La génesis, la evolución y la metáfora de los muertos vivientes

/ 1 de julio de 2020 / 10:00

  1. Hacia una definición de la identidad zombi. Sin dejar pasar la oportunidad de recordarnos que las identidades no solo son ‘constructos históricos’ sino que además, por supuesto, representaciones que fluyen y cambian como el agua, los estudiosos suelen mencionar seis indicadores estereotípicos —y diferenciales— que permiten, porque son perceptibles a primera vista, reconocer y distinguir a un zombi. Los enumero:
    a) Los zombis son, como los fantasmas, entes que deambulan, cómodos y hasta alegres, por una zona de indefinición o umbral entre la vida y la muerte: son “muertos vivientes”, “muertos que caminan”. Aunque, a diferencia de los fantasmas —tímidos, esquivos y algo disminuidos físicamente—, los zombis imponen su presencia de maneras plenamente carnales: nada los hace más felices que el contacto. b) Y el contacto que los hace tan felices comienza por casa, es decir, en el grupo mismo: ningún colectivo es más gregario y con mejor vida social que el de los zombis, que andan en patota o malón y que evitan la soledad con la misma ansiedad con que los vampiros la buscan. c) Por si acaso les faltaran marcas identitarias, los zombis no solo caminan sino que lo hacen de otra forma, según peculiaridades que los hacen reconocibles desde lejos, algo que también les sucede a los mormones, a los peruanos y a las geishas. Ese estilo corporal ha sido retratado en las películas hasta el cansancio, aunque de acuerdo a pautas contradictorias: el relajado caminar del sonámbulo que se desplaza en línea recta, con la vista perdida; el del bebé en el momento de sus primeros pasos, incapaz de levantar por completo los pies del suelo y siempre a punto de caer; el nerviosismo de los insectos que se amontonan en los lugares que se resisten a su paso. d) Aunque disfrutan mucho del trabajo grupal, lo suyo —como para nuestros periodistas televisivos— no es la palabra: a lo sumo, gruñen dos o tres cosas. No es ‘gente informada, con diversidad de intereses y pasatiempos, compleja’; son más bien autómatas de su propio deseo. e) Nunca se los ve bien: demacrados, con tendencia a acnés virulentos y a las várices, de mirada afiebrada e indirecta, desaliñados. f) Y proyectan una identidad que, al igual que la cruceña o porteña, es altamente contagiosa: bastan unos minutos de contacto para adquirirla. Un ratito con un zombi y uno termina caminando como ellos, gruñendo como ellos, obsesionado por dos o tres cosas.

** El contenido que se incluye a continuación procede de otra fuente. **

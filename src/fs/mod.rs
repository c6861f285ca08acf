//! Local filesystem adapters.
//!
//! ## Modules
//!
//! - `io` - Symlink-safe file helpers
//! - `guard` - Granted-root and protected-path checks
//! - `mover` - `LocalFileMover`, the default `FileMover`

pub mod guard;
pub mod io;
pub mod mover;

pub use guard::{is_protected_path, PathGuard};
pub use io::{file_kind_no_follow, FileKind};
pub use mover::LocalFileMover;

    Son estas seis señas de identidad las que cuentan; el resto es opcional y una cuestión de gustos: el canibalismo, la inclinación a morder, la preferencia por la noche.
  2. Breve historia de los zombis. A diferencia de fantasmas, brujas y vampiros, los zombis pertenecen a un colectivo de reciente organización. Los historiadores del cine suelen identificar la primera hora de su visibilidad oficial en la (mala) cinta sonora norteamericana White Zombie, de 1930 (accesible en YouTube). Lo de white alude a un hecho hoy a veces olvidado: que al principio, los zombis eran negros, caribeños y con frecuencia esclavos: ‘subalternos’, diríamos hoy. (A la clásica pregunta sobre ‘si el subalterno puede hablar’, estas primeras películas responden sin dudarlo: por supuesto que no, pues, se sabe, los zombis no hablan. Tampoco hablaba el más famoso de los zombis del cine silente, el de El gabinete del Dr. Caligari de 1920).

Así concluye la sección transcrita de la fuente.